On Friday, Biden’s Labor Secretary Marty Walsh told Yahoo in an interview that Schultz should abandon his attempt to try and crush the ongoing union organizing campaign by, for example, saying the company would expand benefits only for non-unionized employees

“I think he is going to have to invest in all of his workforce—he can’t just not invest in the dozen shops that are organized, it’s not a good business model,” Walsh said on Yahoo Finance Live. “By investing in employees, I commend him for that and for investing in their salaries. I would recommend that the stores that organize sit down and have a conversation with them. By ignoring them or not having a conversation doesn’t solve any problems. There could be a real partnership to help continue making Starbucks a very successful company.”

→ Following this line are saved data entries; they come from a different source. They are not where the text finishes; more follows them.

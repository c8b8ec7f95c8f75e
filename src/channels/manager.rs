//! Channel manager — routes each channel kind to its adapter.

use std::collections::HashMap;
use std::sync::Arc;

use futures::future::join_all;

use crate::channels::channel::ChannelAdapter;
use crate::error::ChannelError;
use crate::session::model::ChannelKind;

#[derive(Default, Clone)]
pub struct ChannelManager {
    adapters: HashMap<ChannelKind, Arc<dyn ChannelAdapter>>,
}

impl ChannelManager {
    pub fn new() -> Self {
        Self::default()
    }

    /// Attach an adapter for one channel kind, replacing any previous one.
    pub fn register(&mut self, kind: ChannelKind, adapter: Arc<dyn ChannelAdapter>) {
        tracing::info!(channel = %kind, adapter = adapter.name(), "Channel adapter registered");
        self.adapters.insert(kind, adapter);
    }

    /// Attach one adapter to every channel kind.
    pub fn register_all(&mut self, adapter: Arc<dyn ChannelAdapter>) {
        for kind in ChannelKind::ALL {
            self.register(kind, adapter.clone());
        }
    }

    pub fn get(&self, kind: ChannelKind) -> Result<Arc<dyn ChannelAdapter>, ChannelError> {
        self.adapters
            .get(&kind)
            .cloned()
            .ok_or_else(|| ChannelError::NotConfigured {
                channel: kind.to_string(),
            })
    }

    pub fn kinds(&self) -> Vec<ChannelKind> {
        let mut kinds: Vec<_> = self.adapters.keys().copied().collect();
        kinds.sort_by_key(|k| k.as_str());
        kinds
    }

    /// Health of every registered adapter, by channel kind. Checks run concurrently.
    pub async fn health_check_all(&self) -> Vec<(ChannelKind, Result<(), ChannelError>)> {
        let checks = self.kinds().into_iter().filter_map(|kind| {
            let adapter = self.adapters.get(&kind)?.clone();
            Some(async move { (kind, adapter.health_check().await) })
        });
        join_all(checks).await
    }
}

#[cfg(test)]
mod tests {
    use super::*;
    use crate::channels::scripted::ScriptedChannel;

    #[test]
    fn unconfigured_kind_is_an_error() {
        let mut manager = ChannelManager::new();
        manager.register(ChannelKind::Sms, Arc::new(ScriptedChannel::new()));
        assert!(manager.get(ChannelKind::Sms).is_ok());
        assert!(matches!(
            manager.get(ChannelKind::Voice),
            Err(ChannelError::NotConfigured { .. })
        ));
    }

    #[tokio::test]
    async fn register_all_covers_every_kind() {
        let mut manager = ChannelManager::new();
        manager.register_all(Arc::new(ScriptedChannel::new()));
        assert_eq!(manager.kinds().len(), 3);
        let health = manager.health_check_all().await;
        assert!(health.iter().all(|(_, r)| r.is_ok()));
    }
}
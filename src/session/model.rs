//! CallSession record and the contact / channel types it carries.

use std::str::FromStr;

use chrono::{DateTime, FixedOffset, Utc};
use serde::{Deserialize, Serialize};
use uuid::Uuid;

use crate::error::SessionError;
use crate::session::state::{SessionStatus, StateTransition, push_transition};
use crate::survey::model::Survey;

/// Delivery transport preferred for a session.
#[derive(Debug, Clone, Copy, PartialEq, Eq, Hash, Default, Serialize, Deserialize)]
#[serde(rename_all = "lowercase")]
pub enum ChannelKind {
    #[default]
    Voice,
    WhatsApp,
    Sms,
}

impl ChannelKind {
    pub fn as_str(&self) -> &'static str {
        match self {
            Self::Voice => "voice",
            Self::WhatsApp => "whatsapp",
            Self::Sms => "sms",
        }
    }

    pub const ALL: [ChannelKind; 3] = [Self::Voice, Self::WhatsApp, Self::Sms];
}

impl std::fmt::Display for ChannelKind {
    fn fmt(&self, f: &mut std::fmt::Formatter<'_>) -> std::fmt::Result {
        write!(f, "{}", self.as_str())
    }
}

impl FromStr for ChannelKind {
    type Err = String;
    fn from_str(s: &str) -> Result<Self, Self::Err> {
        match s {
            "voice" => Ok(Self::Voice),
            "whatsapp" => Ok(Self::WhatsApp),
            "sms" => Ok(Self::Sms),
            other => Err(format!("unknown channel: {other}")),
        }
    }
}

/// Dispatch tie-breaker among sessions due at the same instant.
#[derive(Debug, Clone, Copy, PartialEq, Eq, Hash, Default, Serialize, Deserialize)]
#[serde(rename_all = "lowercase")]
pub enum Priority {
    High,
    #[default]
    Normal,
    Low,
}

impl Priority {
    /// Sort rank, lower dispatches first.
    pub fn rank(&self) -> i64 {
        match self {
            Self::High => 0,
            Self::Normal => 1,
            Self::Low => 2,
        }
    }

    pub fn from_rank(rank: i64) -> Self {
        match rank {
            0 => Self::High,
            2 => Self::Low,
            _ => Self::Normal,
        }
    }
}

/// A contact's timezone as a fixed UTC offset.
///
/// Accepts `UTC`, `Z`, `UTC-5`, `UTC+05:30`, `-05:00`, `+0530`.
#[derive(Debug, Clone, Copy, PartialEq, Eq, Serialize, Deserialize)]
#[serde(try_from = "String", into = "String")]
pub struct ContactTimezone(FixedOffset);

impl ContactTimezone {
    pub fn offset(&self) -> FixedOffset {
        self.0
    }

    pub fn from_offset(offset: FixedOffset) -> Self {
        Self(offset)
    }
}

impl FromStr for ContactTimezone {
    type Err = String;

    fn from_str(s: &str) -> Result<Self, Self::Err> {
        let bad = || format!("invalid timezone offset: {s}");
        let trimmed = s.trim();
        let rest = trimmed
            .strip_prefix("UTC")
            .or_else(|| trimmed.strip_prefix("GMT"))
            .unwrap_or(trimmed);

        if rest.is_empty() || rest == "Z" {
            return FixedOffset::east_opt(0).map(Self).ok_or_else(bad);
        }

        let (sign, digits) = match rest.split_at_checked(1) {
            Some(("+", d)) => (1, d),
            Some(("-", d)) => (-1, d),
            _ => return Err(bad()),
        };

        let (hours, minutes) = if let Some((h, m)) = digits.split_once(':') {
            (h, m)
        } else if digits.len() == 4 {
            digits.split_at(2)
        } else {
            (digits, "0")
        };

        let hours: u8 = hours.parse().map_err(|_| bad())?;
        let minutes: u8 = minutes.parse().map_err(|_| bad())?;
        if hours > 14 || minutes > 59 {
            return Err(bad());
        }

        FixedOffset::east_opt(sign * (i32::from(hours) * 3600 + i32::from(minutes) * 60))
            .map(Self)
            .ok_or_else(bad)
    }
}

impl TryFrom<String> for ContactTimezone {
    type Error = String;
    fn try_from(value: String) -> Result<Self, Self::Error> {
        value.parse()
    }
}

impl From<ContactTimezone> for String {
    fn from(tz: ContactTimezone) -> Self {
        tz.0.to_string()
    }
}

impl std::fmt::Display for ContactTimezone {
    fn fmt(&self, f: &mut std::fmt::Formatter<'_>) -> std::fmt::Result {
        write!(f, "{}", self.0)
    }
}

/// Who is being surveyed.
#[derive(Debug, Clone, PartialEq, Eq, Serialize, Deserialize)]
pub struct Contact {
    pub phone_number: String,
    #[serde(default)]
    pub name: Option<String>,
    #[serde(default)]
    pub timezone: Option<ContactTimezone>,
}

impl Contact {
    pub fn new(phone_number: impl Into<String>) -> Self {
        Self {
            phone_number: phone_number.into(),
            name: None,
            timezone: None,
        }
    }

    pub fn with_timezone(mut self, timezone: ContactTimezone) -> Self {
        self.timezone = Some(timezone);
        self
    }
}

/// One accepted answer.
#[derive(Debug, Clone, PartialEq, Eq, Serialize, Deserialize)]
pub struct CapturedAnswer {
    pub question_id: String,
    /// Raw text or keypad code as reported by the channel.
    pub value: String,
    pub captured_at: DateTime<Utc>,
}

/// Why an attempt ended without completing the flow.
#[derive(Debug, Clone, PartialEq, Eq)]
pub enum FailureReason {
    NoAnswer,
    Busy,
    /// Adapter-reported failure with its reason code.
    ChannelFailed(String),
    /// `max_duration` elapsed mid-flow.
    Timeout,
    /// The channel session ended before the flow did.
    HungUp,
    /// Re-prompts ran out for the named question.
    UnresolvedAnswer(String),
    /// The adapter could not start delivery at all.
    DeliveryFailed(String),
    /// The process stopped while the attempt was live.
    Interrupted,
}

impl FailureReason {
    /// Human-readable reason code recorded on the session.
    pub fn code(&self) -> String {
        match self {
            Self::NoAnswer => "no_answer".to_string(),
            Self::Busy => "busy".to_string(),
            Self::ChannelFailed(code) => format!("channel_failed:{code}"),
            Self::Timeout => "timeout".to_string(),
            Self::HungUp => "hung_up".to_string(),
            Self::UnresolvedAnswer(question_id) => format!("unresolved_answer:{question_id}"),
            Self::DeliveryFailed(reason) => format!("delivery_failed:{reason}"),
            Self::Interrupted => "interrupted".to_string(),
        }
    }
}

impl std::fmt::Display for FailureReason {
    fn fmt(&self, f: &mut std::fmt::Formatter<'_>) -> std::fmt::Result {
        f.write_str(&self.code())
    }
}

/// One contact's delivery sequence (across retries) of one survey revision.
#[derive(Debug, Clone, PartialEq, Serialize, Deserialize)]
pub struct CallSession {
    pub id: Uuid,
    pub survey_id: Uuid,
    /// Pinned survey revision; the flow always runs against this snapshot.
    pub survey_revision: u32,
    pub campaign_id: Option<Uuid>,
    pub contact: Contact,
    pub channel: ChannelKind,
    pub priority: Priority,
    pub status: SessionStatus,
    /// Dispatches so far, including the live one.
    pub attempt_count: u32,
    pub scheduled_time: DateTime<Utc>,
    pub current_question_id: Option<String>,
    /// Set once the flow has nowhere left to go.
    pub flow_complete: bool,
    pub answers: Vec<CapturedAnswer>,
    pub last_failure_reason: Option<String>,
    pub notes: Option<String>,
    pub started_at: Option<DateTime<Utc>>,
    pub ended_at: Option<DateTime<Utc>>,
    pub transitions: Vec<StateTransition>,
    pub created_at: DateTime<Utc>,
    pub updated_at: DateTime<Utc>,
}

impl CallSession {
    /// A fresh `scheduled` session pinned to the survey's current revision.
    pub fn new(
        survey: &Survey,
        contact: Contact,
        channel: ChannelKind,
        scheduled_time: DateTime<Utc>,
    ) -> Self {
        let now = Utc::now();
        Self {
            id: Uuid::new_v4(),
            survey_id: survey.id,
            survey_revision: survey.revision,
            campaign_id: None,
            contact,
            channel,
            priority: Priority::Normal,
            status: SessionStatus::Scheduled,
            attempt_count: 0,
            scheduled_time,
            current_question_id: None,
            flow_complete: false,
            answers: Vec::new(),
            last_failure_reason: None,
            notes: None,
            started_at: None,
            ended_at: None,
            transitions: Vec::new(),
            created_at: now,
            updated_at: now,
        }
    }

    /// Move to `to`, recording the transition.
    pub fn transition_to(
        &mut self,
        to: SessionStatus,
        reason: Option<String>,
    ) -> Result<(), SessionError> {
        if !self.status.can_transition_to(to) {
            return Err(SessionError::InvalidTransition {
                id: self.id,
                from: self.status.to_string(),
                to: to.to_string(),
            });
        }

        let now = Utc::now();
        push_transition(
            &mut self.transitions,
            StateTransition {
                from: self.status,
                to,
                timestamp: now,
                reason,
            },
        );
        self.status = to;
        self.updated_at = now;

        match to {
            SessionStatus::InProgress if self.started_at.is_none() => {
                self.started_at = Some(now);
            }
            SessionStatus::Completed | SessionStatus::Failed | SessionStatus::Cancelled => {
                self.ended_at = Some(now);
            }
            _ => {}
        }

        Ok(())
    }

    /// Most recent accepted answer for a question.
    pub fn answer_for(&self, question_id: &str) -> Option<&CapturedAnswer> {
        self.answers.iter().rev().find(|a| a.question_id == question_id)
    }

    pub fn record_answer(&mut self, question_id: impl Into<String>, value: impl Into<String>) {
        let now = Utc::now();
        self.answers.push(CapturedAnswer {
            question_id: question_id.into(),
            value: value.into(),
            captured_at: now,
        });
        self.updated_at = now;
    }

    /// Whether another dispatch is allowed under `max_attempts`.
    pub fn has_attempts_left(&self, max_attempts: u32) -> bool {
        self.attempt_count < max_attempts
    }

    /// A session on its first attempt that has not yet reached any question.
    pub fn is_fresh_start(&self) -> bool {
        self.attempt_count <= 1 && self.current_question_id.is_none() && self.answers.is_empty()
    }

    /// Seconds between first dispatch and the terminal transition.
    pub fn duration_seconds(&self) -> Option<i64> {
        match (self.started_at, self.ended_at) {
            (Some(start), Some(end)) => Some(end.signed_duration_since(start).num_seconds().max(0)),
            _ => None,
        }
    }
}

#[cfg(test)]
mod tests {
    use super::*;
    use crate::survey::model::SurveyDraft;

    fn session() -> CallSession {
        let survey = Survey::from_draft(SurveyDraft::new("t").active());
        CallSession::new(&survey, Contact::new("+15550100"), ChannelKind::Voice, Utc::now())
    }

    #[test]
    fn timezone_formats() {
        let cases = [
            ("UTC-5", -5 * 3600),
            ("-05:00", -5 * 3600),
            ("+0530", 5 * 3600 + 30 * 60),
            ("UTC+05:30", 5 * 3600 + 30 * 60),
            ("UTC", 0),
            ("Z", 0),
        ];
        for (raw, secs) in cases {
            let tz: ContactTimezone = raw.parse().unwrap();
            assert_eq!(tz.offset().local_minus_utc(), secs, "{raw}");
        }
        assert!("UTC+99".parse::<ContactTimezone>().is_err());
        assert!("America/New_York".parse::<ContactTimezone>().is_err());
    }

    #[test]
    fn timezone_serializes_as_offset_string() {
        let contact = Contact::new("+1").with_timezone("UTC-5".parse().unwrap());
        let json = serde_json::to_value(&contact).unwrap();
        assert_eq!(json["timezone"], "-05:00");
        let back: Contact = serde_json::from_value(json).unwrap();
        assert_eq!(back, contact);
    }

    #[test]
    fn channel_kind_strings() {
        assert_eq!(serde_json::to_string(&ChannelKind::WhatsApp).unwrap(), "\"whatsapp\"");
        assert_eq!("sms".parse::<ChannelKind>().unwrap(), ChannelKind::Sms);
    }

    #[test]
    fn lifecycle_timestamps() {
        let mut s = session();
        s.transition_to(SessionStatus::InProgress, None).unwrap();
        assert!(s.started_at.is_some());
        assert!(s.ended_at.is_none());
        s.transition_to(SessionStatus::Completed, Some("flow complete".into()))
            .unwrap();
        assert!(s.ended_at.is_some());
        assert!(s.duration_seconds().is_some());
        assert_eq!(s.transitions.len(), 2);
    }

    #[test]
    fn invalid_transition_is_rejected_without_side_effects() {
        let mut s = session();
        let err = s.transition_to(SessionStatus::Completed, None).unwrap_err();
        assert!(matches!(err, SessionError::InvalidTransition { .. }));
        assert_eq!(s.status, SessionStatus::Scheduled);
        assert!(s.transitions.is_empty());
    }

    #[test]
    fn latest_answer_wins() {
        let mut s = session();
        s.record_answer("q1", "2");
        s.record_answer("q1", "4");
        assert_eq!(s.answer_for("q1").unwrap().value, "4");
        assert!(s.answer_for("q2").is_none());
    }

    #[test]
    fn failure_codes() {
        assert_eq!(FailureReason::ChannelFailed("carrier".into()).code(), "channel_failed:carrier");
        assert_eq!(FailureReason::UnresolvedAnswer("q2".into()).code(), "unresolved_answer:q2");
        assert_eq!(FailureReason::NoAnswer.to_string(), "no_answer");
    }
}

Starbucks Workers United have unionized more than 50 stores (85 percent of the stores that have voted thus far) and are scheduled for elections at more than 100 stores. The immensely successful union drive is bringing in a host of unions, and the company has responded with desperate union-busting tactics. Amid the union drive, the company has tried to win the hearts and minds of workers with initiatives such as NFTs and fabricating tweets to smear unions.

Understandably, the company is intimidated by the success of the movement and Biden’s meeting with organizers, concluding its letter with a plea to “meet with you and bring a diverse, representative group of Starbucks partners from across the country to the White House so that they can share points of view and experiences that are vastly different from those presented by Workers United.”